§ **TASK ITEM**
Only the lines from the one containing "fn host_field(host: &Arc<dyn" to the end of the data are wanted; print them exactly as they appear.

- - - -

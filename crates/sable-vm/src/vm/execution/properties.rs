//! Index and property access execution

use crate::bytecode::Instruction;
use crate::error::VmError;
use crate::opcode::OpCode;
use crate::vm::result::ExecutionResult;
use crate::vm::Vm;
use sable_types::sync::Arc;
use sable_types::{HostObject, Object, ScriptError, Value};

impl Vm {
    /// Execute property reads and writes
    pub(crate) fn execute_properties(&mut self, instr: Instruction) -> Result<ExecutionResult, VmError> {
        let Instruction { opcode, a, b, c } = instr;

        match opcode {
            OpCode::GetIndexOrKey | OpCode::GetOptChain => {
                let object = self.get(b)?;
                let key = self.get(c)?;

                if object.is_nil() {
                    if opcode == OpCode::GetOptChain {
                        return self.short_circuit();
                    }
                    let message = match key {
                        Value::Int(_) => format!("Cant read index {} of {}", key, object),
                        _ => format!("Cant read property {} of {}", key, object),
                    };
                    return Err(VmError::new(message));
                }

                let value = self.get_property(&object, &key)?;
                self.set(a, value)?;
                Ok(ExecutionResult::Next)
            }

            OpCode::SetIndexOrKey => {
                let object = self.get(a)?;
                let key = self.get(b)?;
                let value = self.get(c)?;
                self.add_allocations(value.size())?;
                self.set_property(&object, &key, value)?;
                Ok(ExecutionResult::Next)
            }

            _ => unreachable!("Non-property opcode in property handler"),
        }
    }

    /// `object[key]` and `object.key`. Missing keys read as undefined.
    pub(crate) fn get_property(&self, object: &Value, key: &Value) -> Result<Value, VmError> {
        if let Value::Map(map) = object {
            let map = map.read();
            if let Some(v) = map.get(key) {
                return Ok(v.clone());
            }
            return Ok(match key.as_str() {
                Some("length") => Value::Int(map.len() as i64),
                _ => Value::Undefined,
            });
        }

        match key {
            Value::Int(i) => self.get_index(object, *i),
            Value::String(name) => self.get_named(object, name),
            Value::Float(_) | Value::Null | Value::Undefined => Err(VmError::new(format!(
                "Invalid index {} for {}",
                key.type_name(),
                object.type_name()
            ))),
            other => Err(VmError::new(format!("Invalid index {}", other.type_name()))),
        }
    }

    fn get_index(&self, object: &Value, i: i64) -> Result<Value, VmError> {
        match object {
            Value::Array(items) => {
                let items = items.read();
                if i < 0 {
                    return Err(VmError::new("Index out of range in string"));
                }
                items
                    .get(i as usize)
                    .cloned()
                    .ok_or_else(|| VmError::new("Index out of range"))
            }
            Value::String(s) => {
                let c = usize::try_from(i).ok().and_then(|i| s.chars().nth(i));
                c.map(Value::Rune).ok_or_else(|| VmError::new("Index out of range"))
            }
            Value::Bytes(b) => usize::try_from(i)
                .ok()
                .and_then(|i| b.get(i))
                .map(|b| Value::Int(*b as i64))
                .ok_or_else(|| VmError::new("Index out of range")),
            Value::Enum(e) => {
                let list = self.enum_list(*e)?;
                let value = usize::try_from(i).ok().and_then(|i| list.values.get(i));
                match value {
                    Some(v) => self.get(crate::bytecode::Address::constant(v.k_index)),
                    None => Err(VmError::new(format!(
                        "invalid enum index: {} {} [{}]",
                        list.name,
                        i,
                        list.values.len()
                    ))),
                }
            }
            other => Err(VmError::new(format!(
                "The value must be Array or Indexer: {}",
                other.type_name()
            ))),
        }
    }

    fn get_named(&self, object: &Value, name: &str) -> Result<Value, VmError> {
        match object {
            Value::Enum(e) => {
                let list = self.enum_list(*e)?;
                match list.value_by_name(name) {
                    Some((_, v)) => self.get(crate::bytecode::Address::constant(v.k_index)),
                    None => Err(VmError::new(format!("invalid enum key: {}.{}", list.name, name))),
                }
            }
            Value::Array(items) => match name {
                "length" => Ok(Value::Int(items.read().len() as i64)),
                _ => Ok(self.prototype("Array", object, name)),
            },
            Value::String(s) => match name {
                "length" => Ok(Value::Int(s.len() as i64)),
                "runeCount" => Ok(Value::Int(s.chars().count() as i64)),
                _ => Ok(self.prototype("String", object, name)),
            },
            Value::Bytes(b) => match name {
                "length" => Ok(Value::Int(b.len() as i64)),
                _ => Ok(self.prototype("Bytes", object, name)),
            },
            Value::Int(_) | Value::Float(_) | Value::Bool(_) => Err(VmError::new(format!(
                "Can't read '{}' from {} ({})",
                name,
                object,
                object.type_name()
            ))),
            Value::Object(Object::Instance(inst)) => {
                let (class, field) = {
                    let inst = inst.read();
                    (inst.class, inst.fields.get(name).cloned())
                };
                let decl = self
                    .program
                    .classes
                    .get(class)
                    .ok_or_else(|| VmError::new(format!("Invalid class: {}", class)))?;

                if let Some(value) = field {
                    if decl.field(name).is_some_and(|f| !f.exported) && !self.is_self(class) {
                        return Err(VmError::new(format!("Attempted to access a private field: {}", name)));
                    }
                    return Ok(value);
                }

                let method = decl
                    .functions
                    .iter()
                    .filter_map(|&i| self.program.functions.get(i))
                    .find(|f| f.name == name);
                match method {
                    Some(f) => {
                        if !f.exported && !self.is_self(class) {
                            return Err(VmError::new(format!("Attempted to access a private method: {}", name)));
                        }
                        Ok(Value::Object(Object::Method {
                            this: Box::new(object.clone()),
                            func: f.index,
                        }))
                    }
                    None => Ok(Value::Undefined),
                }
            }
            Value::Object(Object::Error(e)) => Ok(error_field(e, name)),
            Value::Object(Object::Host(host)) => Ok(host_field(host, name)),
            _ => Ok(Value::Undefined),
        }
    }

    /// `object[key] = value`
    pub(crate) fn set_property(&self, object: &Value, key: &Value, value: Value) -> Result<(), VmError> {
        match (object, key) {
            (Value::Map(map), _) => {
                map.write().insert(key.clone(), value);
                Ok(())
            }
            (Value::Array(items), Value::Int(i)) => {
                let mut items = items.write();
                let len = items.len();
                match usize::try_from(*i).ok().and_then(|i| items.get_mut(i)) {
                    Some(slot) => {
                        *slot = value;
                        Ok(())
                    }
                    None => Err(VmError::new(format!("Index {} is out of range. Length is {}", i, len))),
                }
            }
            (Value::Object(Object::Instance(inst)), Value::String(name)) => {
                let class = inst.read().class;
                let private = self
                    .program
                    .classes
                    .get(class)
                    .and_then(|c| c.field(name))
                    .is_some_and(|f| !f.exported);
                if private && !self.is_self(class) {
                    return Err(VmError::new(format!("Attempted to access a private field: {}", name)));
                }
                inst.write().fields.insert(name.to_string(), value);
                Ok(())
            }
            (Value::Object(Object::Host(host)), Value::String(name)) => Ok(host.set_field(name, value)?),
            (Value::Null | Value::Undefined, _) => Err(VmError::new(format!("Can't set {} of null", key))),
            (_, Value::Int(_)) => Err(VmError::new(format!("Can't set {} by index", object.type_name()))),
            (_, Value::String(_)) => Err(VmError::new(format!(
                "Readonly field or nonexistent field: {}",
                object.type_name()
            ))),
            (_, Value::Float(_) | Value::Null | Value::Undefined) => Err(VmError::new(format!(
                "Invalid index {} for {}",
                key.type_name(),
                object.type_name()
            ))),
            _ => Err(VmError::new(format!("Invalid index {}", key.type_name()))),
        }
    }

    /// Code running inside a method or a closure of the class.
    fn is_self(&self, class: usize) -> bool {
        self.current_function()
            .map(|f| f.class == Some(class) || f.wrap_class == Some(class))
            .unwrap_or(false)
    }

    fn enum_list(&self, index: usize) -> Result<&crate::bytecode::EnumList, VmError> {
        self.program
            .enums
            .get(index)
            .ok_or_else(|| VmError::new(format!("Invalid enum: {}", index)))
    }

    /// A native method bound to `object`, or undefined.
    fn prototype(&self, kind: &str, object: &Value, name: &str) -> Value {
        let found = self
            .program
            .natives
            .find(&format!("{}.prototype.{}", kind, name))
            .or_else(|| {
                // bytes share the array methods
                (kind == "Bytes")
                    .then(|| self.program.natives.find(&format!("Array.prototype.{}", name)))
                    .flatten()
            });

        match found {
            Some(native) => Value::Object(Object::NativePrototype {
                this: Box::new(object.clone()),
                func: native.index,
            }),
            None => Value::Undefined,
        }
    }
}

fn error_field(err: &ScriptError, name: &str) -> Value {
    match name {
        "message" => Value::from(err.message.as_str()),
        "kind" => err.kind.as_deref().map(Value::from).unwrap_or(Value::Null),
        "stackTrace" => Value::from(err.stack_trace()),
        _ => Value::Undefined,
    }
}

fn host_field(host: &Arc<dyn HostObject>, name: &str) -> Value {
    if host.has_method(name) {
        return Value::Object(Object::HostMethod {
            host: Arc::clone(host),
            name: Arc::from(name),
        });
    }
    host.get_field(name).unwrap_or(Value::Undefined)
}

- - - -

§ **ANSWER TO THIS EXERCISE**
fn host_field(host: &Arc<dyn HostObject>, name: &str) -> Value {
    if host.has_method(name) {
        return Value::Object(Object::HostMethod {
            host: Arc::clone(host),
            name: Arc::from(name),
        });
    }
    host.get_field(name).unwrap_or(Value::Undefined)
}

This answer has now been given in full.